(These code examples are in CoffeeScript. Click Here for code examples in JavaScript.)
A good long while ago (The First Age of Internet Startups), someone asked me one of those pet algorithm questions. It was, “Write an algorithm to detect a loop in a linked list, in constant space.”
I’m not particularly surprised that I couldn’t think up an answer in a few minutes at the time. And to the interviewer’s credit, he didn’t terminate the interview on the spot, he asked me to describe the kinds of things going through my head.
I think I told him that I was trying to figure out if I could adapt a hashing algorithm such as XORing everything together. This is the “trick answer” to a question about finding a missing integer from a list, so I was trying the old, “Transform this into a problem you’ve already solved” meta-algorithm. We moved on from there, and he didn’t reveal the “solution.”
I went home and pondered the problem. I wanted to solve it. Eventually, I came up with something and tried it (In Java!) on my home PC. I sent him an email sharing my result, to demonstrate my ability to follow through. I then forgot about it for a while.

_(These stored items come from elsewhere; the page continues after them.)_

//! A store of linked YAML blocks.
//!
//! `DocumentStore` holds named blocks, each a YAML tree. A link node
//! (`{"/": "<block id>"}`) inside one block points at the root of another,
//! so a store forms a graph of trees in the same way content-addressed data
//! does. The store implements [`NodeAccessor`], which is all the selector
//! evaluator needs to walk it.
//!
//! # Example
//!
//! ```
//! use yamlselect::document::{DocumentStore, YamlNode};
//! use yamlselect::traversal::accessor::NodeAccessor;
//!
//! let mut store = DocumentStore::new();
//! store.insert("root", YamlNode::map(vec![("next", YamlNode::link("leaf"))]));
//! store.insert("leaf", YamlNode::string("end"));
//!
//! let root = store.root_node().unwrap();
//! let link = store.child(&root, "next").unwrap().unwrap();
//! let leaf = store.dereference(&link).unwrap();
//! assert_eq!(leaf.to_string(), "leaf:/");
//! ```

use std::fmt;
use std::sync::Arc;

use indexmap::IndexMap;
use serde::{Serialize, Serializer};

use super::node::{YamlNode, YamlValue};
use crate::traversal::accessor::{
    AccessError, NodeAccessor, NodeKind, NodePath, PathSegment, Scalar,
};

/// Identity of a node within a store: its block and its path in that block.
#[derive(Debug, Clone, PartialEq, Eq, Hash, PartialOrd, Ord)]
pub struct NodeId {
    pub block: Arc<str>,
    pub path: NodePath,
}

impl NodeId {
    pub fn new(block: impl Into<Arc<str>>, path: NodePath) -> Self {
        Self {
            block: block.into(),
            path,
        }
    }
}

impl fmt::Display for NodeId {
    fn fmt(&self, f: &mut fmt::Formatter<'_>) -> fmt::Result {
        write!(f, "{}:{}", self.block, self.path)
    }
}

impl Serialize for NodeId {
    fn serialize<S: Serializer>(&self, serializer: S) -> Result<S::Ok, S::Error> {
        serializer.collect_str(self)
    }
}

/// A handle to one node of a store.
#[derive(Debug, Clone)]
pub struct DocNode {
    block: Arc<str>,
    path: NodePath,
    node: YamlNode,
}

impl DocNode {
    fn child(&self, segment: PathSegment, node: &YamlNode) -> DocNode {
        DocNode {
            block: Arc::clone(&self.block),
            path: self.path.join(segment),
            node: node.clone(),
        }
    }

    pub fn id(&self) -> NodeId {
        NodeId::new(Arc::clone(&self.block), self.path.clone())
    }

    pub fn value(&self) -> &YamlValue {
        self.node.value()
    }
}

impl fmt::Display for DocNode {
    fn fmt(&self, f: &mut fmt::Formatter<'_>) -> fmt::Result {
        write!(f, "{}:{}", self.block, self.path)
    }
}

/// Named YAML blocks with one designated root.
#[derive(Debug, Clone, Default)]
pub struct DocumentStore {
    blocks: IndexMap<Arc<str>, YamlNode>,
    root: Option<Arc<str>>,
}

impl DocumentStore {
    pub fn new() -> Self {
        Self::default()
    }

    /// Creates a store holding one block, which is also the root.
    pub fn single(id: &str, root: YamlNode) -> Self {
        let mut store = Self::new();
        store.insert(id, root);
        store
    }

    /// Adds or replaces a block. The first block inserted becomes the root
    /// unless another is chosen with [`DocumentStore::set_root`].
    pub fn insert(&mut self, id: &str, node: YamlNode) {
        let id: Arc<str> = Arc::from(id);
        if self.root.is_none() {
            self.root = Some(Arc::clone(&id));
        }
        self.blocks.insert(id, node);
    }

    /// Chooses the root block. Fails if no block has that id.
    pub fn set_root(&mut self, id: &str) -> Result<(), AccessError> {
        let (key, _) = self
            .blocks
            .get_key_value(id)
            .ok_or_else(|| AccessError::MissingBlock {
                target: id.to_string(),
            })?;
        self.root = Some(Arc::clone(key));
        Ok(())
    }

    pub fn root_id(&self) -> Option<&str> {
        self.root.as_deref()
    }

    pub fn block(&self, id: &str) -> Option<&YamlNode> {
        self.blocks.get(id)
    }

    pub fn block_ids(&self) -> impl Iterator<Item = &str> {
        self.blocks.keys().map(|id| id.as_ref())
    }

    pub fn len(&self) -> usize {
        self.blocks.len()
    }

    pub fn is_empty(&self) -> bool {
        self.blocks.is_empty()
    }

    /// Returns a handle to the root node of a block.
    pub fn node(&self, id: &str) -> Option<DocNode> {
        let (key, node) = self.blocks.get_key_value(id)?;
        Some(DocNode {
            block: Arc::clone(key),
            path: NodePath::root(),
            node: node.clone(),
        })
    }

    /// Returns a handle to the root node of the root block.
    pub fn root_node(&self) -> Option<DocNode> {
        self.node(self.root.as_deref()?)
    }

    /// Gets the node at `path` within a block.
    ///
    /// The path is a sequence of segments: keys select object entries and
    /// indices select array elements. Links are not followed.
    pub fn get_node(&self, id: &str, path: &[PathSegment]) -> Option<DocNode> {
        let mut current = self.node(id)?;

        for segment in path {
            let next = match (current.value(), segment) {
                (YamlValue::Object(entries), PathSegment::Key(key)) => entries.get(key)?.clone(),
                (YamlValue::Array(elements), PathSegment::Index(index)) => {
                    elements.get(usize::try_from(*index).ok()?)?.clone()
                }
                _ => return None,
            };
            current = current.child(segment.clone(), &next);
        }

        Some(current)
    }

    /// Builds the identity for a slash-separated path such as `/items/0/name`.
    ///
    /// Segments are read as keys or indices according to the container they
    /// step into. Segments past the end of the tree are read as keys.
    pub fn id_for(&self, id: &str, path: &str) -> NodeId {
        let mut segments = Vec::new();
        let mut current = self.block(id).cloned();

        for part in path.split('/').filter(|part| !part.is_empty()) {
            let (segment, next) = match current.as_ref().map(YamlNode::value) {
                Some(YamlValue::Array(elements)) => match part.parse::<u64>() {
                    Ok(index) => (
                        PathSegment::Index(index),
                        elements.get(index as usize).cloned(),
                    ),
                    Err(_) => (PathSegment::Key(part.to_string()), None),
                },
                Some(YamlValue::Object(entries)) => {
                    (PathSegment::Key(part.to_string()), entries.get(part).cloned())
                }
                _ => (PathSegment::Key(part.to_string()), None),
            };
            segments.push(segment);
            current = next;
        }

        NodeId::new(id, NodePath::from(segments))
    }
}

impl NodeAccessor for DocumentStore {
    type Node = DocNode;
    type Id = NodeId;

    fn identity(&self, node: &DocNode) -> NodeId {
        node.id()
    }

    fn kind(&self, node: &DocNode) -> NodeKind {
        node.value().kind()
    }

    fn scalar(&self, node: &DocNode) -> Option<Scalar> {
        node.value().scalar()
    }

    fn length(&self, node: &DocNode) -> Option<u64> {
        match node.value() {
            YamlValue::Array(elements) => Some(elements.len() as u64),
            _ => None,
        }
    }

    fn child(&self, node: &DocNode, key: &str) -> Result<Option<DocNode>, AccessError> {
        let child = match node.value() {
            YamlValue::Object(entries) => entries
                .get(key)
                .map(|child| node.child(PathSegment::Key(key.to_string()), child)),
            _ => None,
        };
        Ok(child)
    }

    fn element(&self, node: &DocNode, index: u64) -> Result<Option<DocNode>, AccessError> {
        let element = match node.value() {
            YamlValue::Array(elements) => usize::try_from(index)
                .ok()
                .and_then(|i| elements.get(i))
                .map(|element| node.child(PathSegment::Index(index), element)),
            _ => None,
        };
        Ok(element)
    }

    fn children(&self, node: &DocNode) -> Result<Vec<(PathSegment, DocNode)>, AccessError> {
        let children = match node.value() {
            YamlValue::Object(entries) => entries
                .iter()
                .map(|(key, child)| {
                    let segment = PathSegment::Key(key.clone());
                    (segment.clone(), node.child(segment, child))
                })
                .collect(),
            YamlValue::Array(elements) => elements
                .iter()
                .enumerate()
                .map(|(idx, element)| {
                    let segment = PathSegment::Index(idx as u64);
                    (segment.clone(), node.child(segment, element))
                })
                .collect(),
            _ => Vec::new(),
        };
        Ok(children)
    }

    fn dereference(&self, link: &DocNode) -> Result<DocNode, AccessError> {
        match link.value() {
            YamlValue::Link(target) => self.node(target).ok_or_else(|| AccessError::MissingBlock {
                target: target.clone(),
            }),
            _ => Err(AccessError::NotALink {
                node: link.to_string(),
            }),
        }
    }
}

#[cfg(test)]
mod tests {
    use super::*;

    fn store() -> DocumentStore {
        let mut store = DocumentStore::new();
        store.insert(
            "root",
            YamlNode::map(vec![
                ("items", YamlNode::list(vec![YamlNode::int(1), YamlNode::int(2)])),
                ("next", YamlNode::link("leaf")),
                ("broken", YamlNode::link("nowhere")),
            ]),
        );
        store.insert("leaf", YamlNode::map(vec![("value", YamlNode::boolean(true))]));
        store
    }

    #[test]
    fn test_first_block_is_root() {
        let mut store = store();
        assert_eq!(store.root_id(), Some("root"));
        store.set_root("leaf").unwrap();
        assert_eq!(store.root_node().unwrap().to_string(), "leaf:/");
        assert!(store.set_root("missing").is_err());
    }

    #[test]
    fn test_children_in_order() {
        let store = store();
        let root = store.root_node().unwrap();
        let keys: Vec<String> = store
            .children(&root)
            .unwrap()
            .into_iter()
            .map(|(segment, _)| segment.to_string())
            .collect();
        assert_eq!(keys, vec!["items", "next", "broken"]);
    }

    #[test]
    fn test_element_and_length() {
        let store = store();
        let items = store.get_node("root", &[PathSegment::Key("items".to_string())]).unwrap();
        assert_eq!(store.length(&items), Some(2));
        let second = store.element(&items, 1).unwrap().unwrap();
        assert_eq!(second.to_string(), "root:/items/1");
        assert!(store.element(&items, 2).unwrap().is_none());
        assert!(store.child(&items, "0").unwrap().is_none());
    }

    #[test]
    fn test_dereference() {
        let store = store();
        let root = store.root_node().unwrap();

        let next = store.child(&root, "next").unwrap().unwrap();
        assert_eq!(store.kind(&next), NodeKind::Link);
        assert_eq!(store.dereference(&next).unwrap().id(), store.id_for("leaf", "/"));

        let broken = store.child(&root, "broken").unwrap().unwrap();
        assert_eq!(
            store.dereference(&broken).unwrap_err(),
            AccessError::MissingBlock {
                target: "nowhere".to_string()
            }
        );
        assert!(matches!(
            store.dereference(&root),
            Err(AccessError::NotALink { .. })
        ));
    }

    #[test]
    fn test_id_for_follows_container_kinds() {
        let store = store();
        let id = store.id_for("root", "/items/1");
        assert_eq!(
            id.path.segments(),
            &[PathSegment::Key("items".to_string()), PathSegment::Index(1)]
        );
        assert_eq!(id.to_string(), "root:/items/1");
    }

    #[test]
    fn test_get_node_invalid_path() {
        let store = store();
        assert!(store
            .get_node("root", &[PathSegment::Key("items".to_string()), PathSegment::Index(9)])
            .is_none());
        assert!(store.get_node("missing", &[]).is_none());
    }
}
use anyhow::{bail, Context, Result};
use clap::Parser;
use std::io::{self, IsTerminal, Write};
use std::path::PathBuf;
use tracing_subscriber::EnvFilter;

use yamlselect::config::Config;
use yamlselect::document::DocumentStore;
use yamlselect::file::loader::{load_selector_file, load_store_file, load_store_from_stdin};
use yamlselect::traversal::{AccessErrorPolicy, Evaluator};

/// yamlselect - run a selector over a store of linked YAML blocks
#[derive(Parser)]
#[command(name = "yamlselect")]
#[command(version)]
#[command(about = "Selector-driven traversal of linked YAML documents", long_about = None)]
struct Cli {
    /// Store file: a mapping of block id to block (omit or use "-" to read from stdin)
    store: Option<String>,

    /// Selector file (JSON if it ends in .json, YAML otherwise)
    #[arg(short, long)]
    selector: PathBuf,

    /// Block to start from (default: the first block of the store)
    #[arg(short, long)]
    root: Option<String>,

    /// Print the covered nodes and results as a JSON object
    #[arg(long)]
    json: bool,

    /// Stop after this many node visits
    #[arg(long)]
    max_visits: Option<u64>,

    /// Stop after this many selector steps
    #[arg(long)]
    max_steps: Option<u64>,

    /// Predicate nodes a single condition may visit
    #[arg(long)]
    condition_budget: Option<u64>,

    /// Skip branches behind broken links instead of failing
    #[arg(long)]
    skip_broken_links: bool,
}

fn init_logging() {
    // Logs go to stderr so stdout stays parseable
    tracing_subscriber::fmt()
        .with_env_filter(
            EnvFilter::try_from_default_env().unwrap_or_else(|_| EnvFilter::new("warn")),
        )
        .with_writer(io::stderr)
        .init();
}

fn load_store(path: Option<&str>) -> Result<DocumentStore> {
    match path {
        Some(path) if path != "-" => load_store_file(path),
        _ => {
            if io::stdin().is_terminal() {
                bail!("No store given: pass a store file or pipe one on stdin");
            }
            load_store_from_stdin()
        }
    }
}

fn main() -> Result<()> {
    init_logging();
    let cli = Cli::parse();

    // CLI flags override the config file
    let config = Config::load();
    let mut limits = config.limits();
    if let Some(max_visits) = cli.max_visits {
        limits.max_visits = Some(max_visits);
    }
    if let Some(max_steps) = cli.max_steps {
        limits.max_steps = Some(max_steps);
    }
    if let Some(budget) = cli.condition_budget {
        limits.condition_budget = budget;
    }
    if cli.skip_broken_links {
        limits.on_access_error = AccessErrorPolicy::Skip;
    }

    let selector = load_selector_file(&cli.selector)?;
    let mut store = load_store(cli.store.as_deref())?;
    if let Some(root) = &cli.root {
        store
            .set_root(root)
            .with_context(|| format!("Cannot start from block '{}'", root))?;
    }
    let root = store
        .root_node()
        .context("Store has no root block")?;

    let traversal = Evaluator::new(&store)
        .with_limits(limits)
        .evaluate(&selector, &root)
        .context("Traversal failed")?;

    let stdout = io::stdout();
    let mut out = stdout.lock();
    if cli.json {
        serde_json::to_writer_pretty(&mut out, &traversal)?;
        writeln!(out)?;
    } else {
        for id in &traversal.covered {
            writeln!(out, "{}", id)?;
        }
        for found in &traversal.results {
            match &found.label {
                Some(label) => writeln!(out, "match {} {}", found.node, label)?,
                None => writeln!(out, "match {}", found.node)?,
            }
        }
    }

    Ok(())
}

Some time later, I was told that the correct solution was:
class LinkedList
constructor: (@content, @next = undefined) ->
appendTo: (content) ->
new LinkedList(content, this)
tailNode: ->
@next?.tailNode() or this
tortoiseAndHareLoopDetector = (list) ->
tortoise = list
hare = list.next
while tortoise? and hare?
return true if tortoise is hare
tortoise = tortoise.next
hare = hare.next?.next
false
list = new LinkedList(5).appendTo(4).appendTo(3).appendTo(2).appendTo(1)
tortoiseAndHareLoopDetector(list)
#=> false
list.tailNode().next = list.next
# five now points to two
tortoiseAndHareLoopDetector list
#=> true
This algorithm is called “The Tortoise and the Hare,” and was discovered by Robert Floyd in the 1960s. You have two node references, and one traverses the list at twice the speed of the other. No matter how large it is, you will eventually have the fast reference equal to the slow reference, and thus you’ll detect the loop.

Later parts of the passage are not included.